> **The task**:
For the listing below, return the line containing "series.dec.push(40.0 + rng.gen_range(-5.0..5.0));", the line containing "let mut series = ColorMagnitudeSeries", and all lines in between, exactly as written and nothing else.
───── Material provided
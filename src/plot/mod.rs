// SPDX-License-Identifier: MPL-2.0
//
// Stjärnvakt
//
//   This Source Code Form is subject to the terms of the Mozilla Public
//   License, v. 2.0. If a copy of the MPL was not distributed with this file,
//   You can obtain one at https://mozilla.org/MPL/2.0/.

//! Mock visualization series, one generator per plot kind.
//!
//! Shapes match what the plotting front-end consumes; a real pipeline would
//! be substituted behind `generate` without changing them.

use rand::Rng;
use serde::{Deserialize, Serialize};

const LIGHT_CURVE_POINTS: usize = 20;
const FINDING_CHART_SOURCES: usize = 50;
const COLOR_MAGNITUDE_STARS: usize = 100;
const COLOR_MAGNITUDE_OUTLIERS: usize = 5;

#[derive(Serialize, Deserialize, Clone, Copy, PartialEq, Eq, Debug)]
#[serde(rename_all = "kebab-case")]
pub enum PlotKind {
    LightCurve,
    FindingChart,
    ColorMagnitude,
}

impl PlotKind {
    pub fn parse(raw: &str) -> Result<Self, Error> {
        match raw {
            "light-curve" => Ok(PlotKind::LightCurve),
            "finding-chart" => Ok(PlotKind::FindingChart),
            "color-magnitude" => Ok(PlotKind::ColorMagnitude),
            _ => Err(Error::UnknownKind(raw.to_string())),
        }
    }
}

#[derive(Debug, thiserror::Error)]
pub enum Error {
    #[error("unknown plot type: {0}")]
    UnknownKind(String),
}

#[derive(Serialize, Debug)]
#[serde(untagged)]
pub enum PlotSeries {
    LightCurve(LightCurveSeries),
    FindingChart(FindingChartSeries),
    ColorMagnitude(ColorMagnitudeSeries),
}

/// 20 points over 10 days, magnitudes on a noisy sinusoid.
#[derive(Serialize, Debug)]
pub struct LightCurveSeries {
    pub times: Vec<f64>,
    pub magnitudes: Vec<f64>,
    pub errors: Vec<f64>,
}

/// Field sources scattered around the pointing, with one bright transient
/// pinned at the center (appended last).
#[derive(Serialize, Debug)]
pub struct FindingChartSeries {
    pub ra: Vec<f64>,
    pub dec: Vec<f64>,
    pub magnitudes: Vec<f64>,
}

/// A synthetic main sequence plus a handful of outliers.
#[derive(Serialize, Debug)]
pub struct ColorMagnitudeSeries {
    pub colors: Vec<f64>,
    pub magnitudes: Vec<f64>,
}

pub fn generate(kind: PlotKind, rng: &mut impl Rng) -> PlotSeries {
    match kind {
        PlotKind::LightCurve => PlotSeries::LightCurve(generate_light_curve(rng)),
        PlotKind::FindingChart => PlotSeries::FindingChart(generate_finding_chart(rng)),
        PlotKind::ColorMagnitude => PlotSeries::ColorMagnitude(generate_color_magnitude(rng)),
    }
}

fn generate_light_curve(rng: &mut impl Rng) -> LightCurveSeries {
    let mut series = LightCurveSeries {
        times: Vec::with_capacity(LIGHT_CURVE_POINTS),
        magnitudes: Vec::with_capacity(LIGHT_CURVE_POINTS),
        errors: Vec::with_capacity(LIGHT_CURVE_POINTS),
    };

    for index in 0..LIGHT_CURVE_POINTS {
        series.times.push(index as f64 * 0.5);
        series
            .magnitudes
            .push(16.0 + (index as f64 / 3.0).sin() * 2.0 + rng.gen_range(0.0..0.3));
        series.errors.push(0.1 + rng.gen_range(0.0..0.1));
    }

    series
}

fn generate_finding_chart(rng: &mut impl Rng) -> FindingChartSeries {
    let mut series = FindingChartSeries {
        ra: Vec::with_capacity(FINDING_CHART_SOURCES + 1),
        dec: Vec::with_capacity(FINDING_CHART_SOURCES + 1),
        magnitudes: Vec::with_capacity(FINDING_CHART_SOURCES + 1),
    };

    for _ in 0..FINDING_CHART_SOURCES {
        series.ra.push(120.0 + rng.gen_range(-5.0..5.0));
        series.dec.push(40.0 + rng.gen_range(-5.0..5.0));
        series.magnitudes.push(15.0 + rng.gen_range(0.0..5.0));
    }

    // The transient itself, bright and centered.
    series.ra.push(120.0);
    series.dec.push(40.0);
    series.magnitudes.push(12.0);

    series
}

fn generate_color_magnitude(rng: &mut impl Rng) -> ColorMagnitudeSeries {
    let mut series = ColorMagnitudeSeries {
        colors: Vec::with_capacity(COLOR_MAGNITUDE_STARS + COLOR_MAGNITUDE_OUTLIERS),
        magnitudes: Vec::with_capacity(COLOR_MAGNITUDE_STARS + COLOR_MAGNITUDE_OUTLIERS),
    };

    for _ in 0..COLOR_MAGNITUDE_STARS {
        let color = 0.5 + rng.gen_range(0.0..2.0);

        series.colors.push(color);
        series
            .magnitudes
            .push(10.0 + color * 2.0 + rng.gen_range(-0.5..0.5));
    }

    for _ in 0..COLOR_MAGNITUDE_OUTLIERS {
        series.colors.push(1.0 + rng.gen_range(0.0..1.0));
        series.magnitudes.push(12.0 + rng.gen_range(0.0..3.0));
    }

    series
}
──────────
> **Solution**:
        series.dec.push(40.0 + rng.gen_range(-5.0..5.0));
        series.magnitudes.push(15.0 + rng.gen_range(0.0..5.0));
    }

    // The transient itself, bright and centered.
    series.ra.push(120.0);
    series.dec.push(40.0);
    series.magnitudes.push(12.0);

    series
}

fn generate_color_magnitude(rng: &mut impl Rng) -> ColorMagnitudeSeries {
    let mut series = ColorMagnitudeSeries {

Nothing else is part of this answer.